It’s late, Thursday night. I am writing this to inform you that there will be no G-File Friday. It has to be this way. Tomorrow, Friday, I will be on a secret assignment for National Review. I can’t tell you the details. But suffice it to say that if you see a large, sweaty, bespectacled man eating a crispy cream at a U.S. Army base, don’t yell out “Hey you pasty dufus, the new Star Trek series sucks!” because it won’t be me and that guy might twist your little rigoletto (what’s that from?).
I will be at an undisclosed airport or airports somewhere on the eastern seaboard reporting on the current state of our homeland security (I will be carrying one National Review Online T-Shirt for anybody who comes up to me and says “the fat man bathes in dirty moonlight” — World War II code for “give me the damn t-shirt you dork.”)
I wouldn’t even tell you this much, except for the unfortunate fact that I do not trust the suits at NR to pay for what would be my exorbitant legal expenses should I get put in airport jail without my trusted readers knowing I went missing on official business. Of course, I’ve told Cosmo everything, but while he’s great at keeping a secret, he’s equally bad at speaking out in a helpful way when circumstances require it, sort of like a monk who won’t break his silence even to tell you a bear is keenly interested in the Bubble Yum in your front pants’ pocket.
Though, that’s not to say that if Cosmo knew I was being held captive somewhere, he wouldn’t make like a furry (furrier?) Sally Field and scream “Not without my can opener!”
Anyway, if you’re wanting an even remotely relevant column, you could check out my syndicated jobby here. (I wish the people at Townhall could remove the #&^%^ italics-coding in the text, but such is the stuff dreams are made of.
In the meantime, you could try to figure out how many obscure references there are in this non-column column. Also, many of you have asked the following questions:
Q: Where can I find out more about the Fabiani society?

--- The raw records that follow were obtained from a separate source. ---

//! Bring-up handshake, reconnect behavior, and session liveness

mod common;

use common::*;

#[tokio::test(start_paused = true)]
async fn happy_path_reaches_steady_state() {
    init_tracing();
    let harness = spawn_session(test_config()).await;
    complete_bring_up(&harness).await;

    let info = harness.device.device_info();
    assert!(info.initialized);
    assert_eq!(info.model.as_deref(), Some("TOUCH1"));
    assert_eq!(info.identity.as_deref(), Some("AB1234"));
    assert_eq!(harness.topology.remap_count(), 1);
    assert!(!harness.device.is_disconnected());
}

#[tokio::test]
async fn inactive_config_refuses_to_run() {
    let transport = MockTransport::new();
    let device = SerialTouchDevice::new(
        TouchConfig::default(),
        transport.clone() as BoxedTransport,
        RecordingPointer::new(),
        RecordingTopology::new(),
    );

    assert!(matches!(device.run().await, Err(TouchError::NotActive)));
    assert_eq!(transport.enable_count(), 0);

    assert!(matches!(
        device.begin_calibration().await,
        Err(TouchError::NotActive)
    ));
}

#[tokio::test(start_paused = true)]
async fn rejected_null_probe_forces_reconnect() {
    let harness = spawn_session(test_config()).await;
    let writes = await_writes(&harness.transport).await;
    assert_eq!(writes.last(), Some(&TouchCommand::Null.frame()));

    harness.transport.feed(&status_response(0x20));
    wait_until(|| harness.transport.enable_count() == 2).await;
    assert_eq!(harness.transport.disable_count(), 1);

    // The session starts over with a fresh probe.
    let writes = await_writes(&harness.transport).await;
    assert_eq!(writes, vec![TouchCommand::Null.frame()]);
    assert_eq!(harness.device.state(), ProtocolState::Null);
}

#[tokio::test(start_paused = true)]
async fn identity_survives_reconnect_but_initialized_does_not() {
    let harness = spawn_session(test_config()).await;
    complete_bring_up(&harness).await;

    harness.transport.raise_error(TransportError::Closed);
    wait_until(|| harness.transport.enable_count() == 2).await;

    let info = harness.device.device_info();
    assert!(!info.initialized);
    assert_eq!(info.model.as_deref(), Some("TOUCH1"));
    assert_eq!(info.identity.as_deref(), Some("AB1234"));

    complete_bring_up(&harness).await;
    assert!(harness.device.device_info().initialized);
    // The displays were already remapped for this device.
    assert_eq!(harness.topology.remap_count(), 1);
}

#[tokio::test(start_paused = true)]
async fn stray_response_in_steady_state_is_ignored() {
    let harness = spawn_session(test_config()).await;
    complete_bring_up(&harness).await;

    harness.transport.feed(&status_response(STATUS_GOOD));
    // A touch frame behind the stray response proves the loop got past it.
    harness.transport.feed(&touch_frame(true, 1, 1));
    wait_until(|| !harness.pointer.events().is_empty()).await;

    assert_eq!(harness.transport.write_count(), 0);
    assert_eq!(harness.device.state(), ProtocolState::InterpretTouch);
}

#[tokio::test(start_paused = true)]
async fn write_failure_ends_the_session_when_recovery_cannot_send() {
    let harness = spawn_session(test_config()).await;
    let writes = await_writes(&harness.transport).await;
    assert_eq!(writes.last(), Some(&TouchCommand::Null.frame()));

    // Every further write fails: the Name command triggers a reconnect and
    // the recovery probe cannot go out either.
    harness.transport.set_write_failure(true);
    harness.transport.feed(&status_response(STATUS_GOOD));

    let outcome = harness.run.await.unwrap();
    assert!(matches!(outcome, Err(TouchError::Transport(_))));
}

#[tokio::test(start_paused = true)]
async fn framing_noise_does_not_disturb_bring_up() {
    let harness = spawn_session(test_config()).await;
    let writes = await_writes(&harness.transport).await;
    assert_eq!(writes.last(), Some(&TouchCommand::Null.frame()));

    // Garbage, then a duplicated header, then the real response.
    harness.transport.feed(&[0x55]);
    let mut noisy = vec![0x01];
    noisy.extend_from_slice(&status_response(STATUS_GOOD));
    harness.transport.feed(&noisy);

    let writes = await_writes(&harness.transport).await;
    assert_eq!(writes, vec![TouchCommand::Name.frame()]);
}
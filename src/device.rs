//! The device session: owns the framer and the state machine, drives
//! bring-up and calibration over the transport, interprets touch frames into
//! synthetic pointer events, and self-heals through keep-alive probing and
//! reconnects.
//!
//! All transport callbacks funnel through [`SerialTouchDevice::run`], which
//! processes events one at a time; shared trackers are behind short-lived
//! locks and nothing suspends while holding one.

use std::sync::Arc;
use std::sync::atomic::{AtomicBool, Ordering};

use parking_lot::Mutex;
use serde::Serialize;
use tokio::sync::broadcast;
use tokio::time::sleep;
use tracing::{debug, error, info, trace, warn};

use crate::codec;
use crate::command::TouchCommand;
use crate::config::TouchConfig;
use crate::constants::{RECOVERY_PAUSE, RESET_SETTLE};
use crate::error::TouchError;
use crate::events::{
    CalibrationStatus, CrosshairColor, DisplayTopology, PointerEvent, PointerPhase, PointerSink,
    TouchNotification, TouchSample, message_key,
};
use crate::framer::PacketFramer;
use crate::packet::{Packet, PacketKind, ResponseStatus};
use crate::state::{ProtocolState, ProtocolStateMachine, ProtocolTrigger};
use crate::transport::{BoxedTransport, TransportError, TransportEvent};

/// Slots in the notification channel before slow subscribers start lagging.
const NOTIFICATION_CAPACITY: usize = 32;

/// Identity of the attached controller. Model and identity survive a
/// reconnect; `initialized` drops until the next handshake completes.
#[derive(Debug, Clone, Default, PartialEq, Eq, Serialize)]
pub struct DeviceInfo {
    pub initialized: bool,
    pub model: Option<String>,
    pub identity: Option<String>,
}

/// Why the last Reset command was sent, deciding how its response is routed.
#[derive(Debug, Clone, Copy, Default, PartialEq, Eq)]
enum ResetPurpose {
    /// Recover from a failed step: re-run bring-up from scratch.
    #[default]
    Recovery,
    /// Part of the calibration sequence: continue with the diagnostic.
    Calibration,
}

#[derive(Debug, Default)]
struct CalibrationProgress {
    /// Operator requested calibration; cleared on completion or abandonment.
    pending: bool,
    /// Failed reset-and-retry cycles so far.
    attempts: u32,
    reset_purpose: ResetPurpose,
}

#[derive(Debug, Default)]
struct DisconnectTracker {
    /// Data arrived since the keep-alive interval last expired.
    data_since_tick: bool,
    /// A probe went out and nothing has come back yet.
    awaiting: bool,
    /// Consecutive unanswered probes beyond the first.
    failures: u32,
    /// A Disconnected notification is outstanding; Connected fires on the
    /// next data arrival.
    is_disconnected: bool,
}

/// Outcome of a keep-alive interval expiring.
#[derive(Debug, Clone, Copy, PartialEq, Eq)]
enum Verdict {
    Healthy,
    FirstMiss { announce: bool },
    Probe { failures: u32 },
    Escalate,
}

impl DisconnectTracker {
    /// Advance the probe ladder by one expired interval.
    fn interval_expired(&mut self, max_probe_failures: u32) -> Verdict {
        if self.data_since_tick {
            self.data_since_tick = false;
            Verdict::Healthy
        } else if !self.awaiting {
            self.awaiting = true;
            let announce = !self.is_disconnected;
            self.is_disconnected = true;
            Verdict::FirstMiss { announce }
        } else {
            self.failures += 1;
            if self.failures > max_probe_failures {
                Verdict::Escalate
            } else {
                Verdict::Probe {
                    failures: self.failures,
                }
            }
        }
    }

    /// Record incoming data. True when this closes a disconnect episode.
    fn data_arrived(&mut self) -> bool {
        self.data_since_tick = true;
        self.awaiting = false;
        self.failures = 0;
        std::mem::take(&mut self.is_disconnected)
    }

    /// Forget probe progress without closing the episode; Connected still
    /// fires on the first data after a reconnect.
    fn reset_probes(&mut self) {
        self.data_since_tick = false;
        self.awaiting = false;
        self.failures = 0;
    }
}

/// Tracks the single logical contact so frames become down/update/up events.
#[derive(Debug, Default)]
struct PointerTracker {
    down: bool,
    last_x: i32,
    last_y: i32,
}

impl PointerTracker {
    fn advance(&mut self, sample: TouchSample) -> Option<PointerEvent> {
        let phase = match (self.down, sample.down) {
            (false, true) => Some(PointerPhase::Down),
            (true, true) => Some(PointerPhase::Update),
            (true, false) => Some(PointerPhase::Up),
            (false, false) => None,
        };
        self.down = sample.down;
        self.last_x = sample.x;
        self.last_y = sample.y;
        phase.map(|phase| PointerEvent::new(phase, sample.x, sample.y))
    }

    /// Force a lift-off at the last known position if a contact is held.
    fn release(&mut self) -> Option<PointerEvent> {
        if self.down {
            self.down = false;
            Some(PointerEvent::new(PointerPhase::Up, self.last_x, self.last_y))
        } else {
            None
        }
    }
}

Q: Is it true that all penguins are nice?
Q: What’s the most interesting thing you’ve read about the Koran?
A: Probably this.
Q: I’m interested in learning more about conservatism, what should I read?
A: Well, you could look at this old column of mine which has a nice list.
Q: Will you publish your CNN schedule?
A: No, because I don’t have it. But I will be on this Sunday’s Late Edition.
Q: Would it help if I inundated CNN with requests for you to be on more?
A: As long as you were polite, it couldn’t hurt.
Q: Who’s the most popular new addition to NRO?
A: Without a doubt, military historian Victor Davis Hanson.
Q: What was the most popular article on NRO in recent weeks?
A: Byron York’s outstanding piece on Bill Clinton’s slackery on terrorism.
Q: Is this Q&A thing just a way to fill your contractual obligations to NR?
A: I’m not telling, but all the links will keep the webkids busy.
Still, that does remind me. I was wondering if I could ask you folks a favor? Could every single person still reading this Hong Kong knockoff of a column PLEASE hit their refresh or reload buttons right now. Hitting it more than once would actually be great. Don’t worry, this isn’t a scam to make more money out of our advertisers. I just want to test whether our web-traffic software is working. It would also be interesting to know if our webmonkey George Vara burst into flames if you all hit refresh at precisely 12 noon.
Have a great weekend (you will be more likely to if you check out NRO Weekend). I will fill you in on what’s going on Monday — unless I’m in airport jail. In which case, would somebody please feed my dog?